#10 世界にはびこる憂鬱を壊せ

雨が降っている。


今オレに肉体はないので濡れはしないが、傘は一応さしている。

雨のときは傘をさす。気持ちの問題だ。


ほかの転生者とぶつける、とはいったものの、具体的にどうするのかはまだ決まっていない。

あの荒廃世界のバァさん連れてきて解良瀬だけ殺させればよかった、などと考えても後の祭りである。


しかし、疑問は次から次へと湧いて出る。


この世界に魔法や超能力は存在しないはずなのだ。


だからこそ、「ここ」から転生者の輸出業が成り立っているわけである。


魔法の世界でこちらに来て、魔法が使えない。
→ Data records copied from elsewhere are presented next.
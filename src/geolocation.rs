use std::{str::FromStr, time::Duration};

use color_eyre::eyre;
use futures::future::{self, BoxFuture, FutureExt};
use thiserror::Error;

use crate::types::geom::LatLng;

#[derive(Debug, Clone, Copy, PartialEq)]
pub struct PositionOptions {
    pub timeout: Duration,
    pub high_accuracy: bool,
}

impl Default for PositionOptions {
    fn default() -> Self {
        PositionOptions {
            timeout: Duration::from_secs(5),
            high_accuracy: true,
        }
    }
}

#[derive(Debug, Error, Clone, PartialEq)]
pub enum GeolocationError {
    #[error("permission to read the position was denied")]
    PermissionDenied,
    #[error("position unavailable")]
    Unavailable,
    #[error("no position within {0:?}")]
    Timeout(Duration),
}

/// Source of the device position
pub trait Geolocator: Send + Sync {
    fn is_supported(&self) -> bool;

    fn current_position(
        &self,
        options: PositionOptions,
    ) -> BoxFuture<'static, Result<LatLng, GeolocationError>>;
}

/// Ask for the position, giving up after `options.timeout`
pub async fn locate(
    geolocator: &dyn Geolocator,
    options: PositionOptions,
) -> Result<LatLng, GeolocationError> {
    tokio::time::timeout(options.timeout, geolocator.current_position(options))
        .await
        .map_err(|_| GeolocationError::Timeout(options.timeout))?
}

/// A device whose answer is known up front
#[derive(Debug, Clone, Copy, PartialEq, Default)]
pub enum DeviceLocation {
    Fixed(LatLng),
    Denied,
    #[default]
    Unsupported,
}

impl Geolocator for DeviceLocation {
    fn is_supported(&self) -> bool {
        !matches!(self, DeviceLocation::Unsupported)
    }

    fn current_position(
        &self,
        _options: PositionOptions,
    ) -> BoxFuture<'static, Result<LatLng, GeolocationError>> {
        let result = match *self {
            DeviceLocation::Fixed(at) => Ok(at),
            DeviceLocation::Denied => Err(GeolocationError::PermissionDenied),
            DeviceLocation::Unsupported => Err(GeolocationError::Unavailable),
        };
        future::ready(result).boxed()
    }
}

/// `denied`, `unsupported`, or a `lat,lng` pair
impl FromStr for DeviceLocation {
    type Err = eyre::Error;

    fn from_str(s: &str) -> Result<Self, Self::Err> {
        match s.trim().to_ascii_lowercase().as_str() {
            "denied" => Ok(DeviceLocation::Denied),
            "unsupported" | "" => Ok(DeviceLocation::Unsupported),
            _ => Ok(DeviceLocation::Fixed(s.parse()?)),
        }
    }
}
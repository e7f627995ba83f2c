use maud::{html, Markup};

use crate::marker::style::StyleKey;

pub const OSM_TILE_URL: &str = "https://{s}.tile.openstreetmap.org/{z}/{x}/{y}.png";
pub const OSM_ATTRIBUTION: &str = "© OpenStreetMap contributors";

#[derive(Debug, Clone, PartialEq)]
pub struct TileLayer {
    pub url_template: String,
    pub attribution: String,
}

impl Default for TileLayer {
    fn default() -> Self {
        TileLayer {
            url_template: OSM_TILE_URL.to_string(),
            attribution: OSM_ATTRIBUTION.to_string(),
        }
    }
}

#[derive(Debug, Clone, PartialEq)]
pub struct LegendEntry {
    pub label: String,
    pub color: &'static str,
}

/// Colour key shown in the bottom right corner of the map
#[derive(Debug, Clone, PartialEq)]
pub struct Legend {
    pub title: String,
    pub entries: Vec<LegendEntry>,
}

impl Legend {
    pub fn categories() -> Self {
        Legend {
            title: "Categories".to_string(),
            entries: StyleKey::LEGEND
                .iter()
                .map(|key| LegendEntry {
                    label: capitalize(key.name()),
                    color: key.color(),
                })
                .collect(),
        }
    }

    pub fn to_html(&self) -> Markup {
        html! {
            div class="card" {
                div class="card-body p-2" {
                    h6 class="card-title mb-2" { (self.title) }
                    @for entry in &self.entries {
                        div class="d-flex align-items-center mb-1" {
                            div style=(swatch_style(entry.color)) {}
                            span class="ms-2" { (entry.label) }
                        }
                    }
                }
            }
        }
    }
}

fn swatch_style(color: &str) -> String {
    format!(
        "width: 20px; height: 20px; background-color: {color}; \
         border-radius: 50%; box-shadow: 0 0 10px {color};"
    )
}

fn capitalize(word: &str) -> String {
    let mut chars = word.chars();
    match chars.next() {
        Some(first) => first.to_uppercase().chain(chars).collect(),
        None => String::new(),
    }
}
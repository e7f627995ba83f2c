pub mod feature;
pub mod geom;
pub mod landmark;
use reqwest::{Response, StatusCode};
use thiserror::Error;

/// Why a call to the landmarks endpoint failed
#[derive(Debug, Error)]
pub enum ApiError {
    #[error("not signed in")]
    Unauthorized,
    #[error("landmarks endpoint answered {0}")]
    Status(StatusCode),
    #[error(transparent)]
    Transport(#[from] reqwest::Error),
}

impl ApiError {
    pub fn from_status(status: StatusCode) -> Self {
        match status {
            StatusCode::UNAUTHORIZED => ApiError::Unauthorized,
            status => ApiError::Status(status),
        }
    }
}

/// Pass 2xx responses through, classify everything else
pub fn check_status(response: Response) -> Result<Response, ApiError> {
    let status = response.status();
    if status.is_success() {
        Ok(response)
    } else {
        Err(ApiError::from_status(status))
    }
}

pub type Result<T, E = ApiError> = std::result::Result<T, E>;
pub mod popup;
pub mod style;

use std::fmt;

use crate::types::{geom::LatLng, landmark::Landmark};
use style::{MarkerStyle, StyleSheet};

#[derive(Debug, Clone, Copy, PartialEq, Eq, Hash, PartialOrd, Ord)]
pub struct MarkerId(pub u64);

impl fmt::Display for MarkerId {
    fn fmt(&self, f: &mut fmt::Formatter<'_>) -> fmt::Result {
        write!(f, "marker#{}", self.0)
    }
}

/// One landmark as drawn on the map
#[derive(Debug, Clone, PartialEq)]
pub struct Marker {
    pub id: MarkerId,
    pub position: LatLng,
    pub style: MarkerStyle,
    pub popup: String,
    pub landmark: Landmark,
}

impl Marker {
    pub fn for_landmark(
        id: MarkerId,
        landmark: Landmark,
        styles: &StyleSheet,
        uploads_base: &str,
    ) -> Self {
        Marker {
            id,
            position: landmark.position(),
            style: styles.style_for(&landmark),
            popup: popup::popup_html(&landmark, uploads_base).into_string(),
            landmark,
        }
    }

    /// Style to swap in on hover, only circle markers have one
    pub fn hover_style(&self) -> Option<MarkerStyle> {
        match &self.style {
            MarkerStyle::Circle(circle) => Some(MarkerStyle::Circle(circle.highlighted())),
            _ => None,
        }
    }
}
これでは転生のうまみがない。

輸入業は成り立たないはずなのだ。


ここからは、オレの推測になるが……


「世界」のバランスが崩れているのではないか。


つまりこの世界でも魔法やら超能力やらが使えるようになってきているのだ、と考える。


これが自然的なものか、誰かの陰謀なのかはわからないが、

オレにはこうとしか思えなかった。


――少し、実験が必要かもしれない。


雨は止んでいた。オレはまたエージェントのところに引き返す。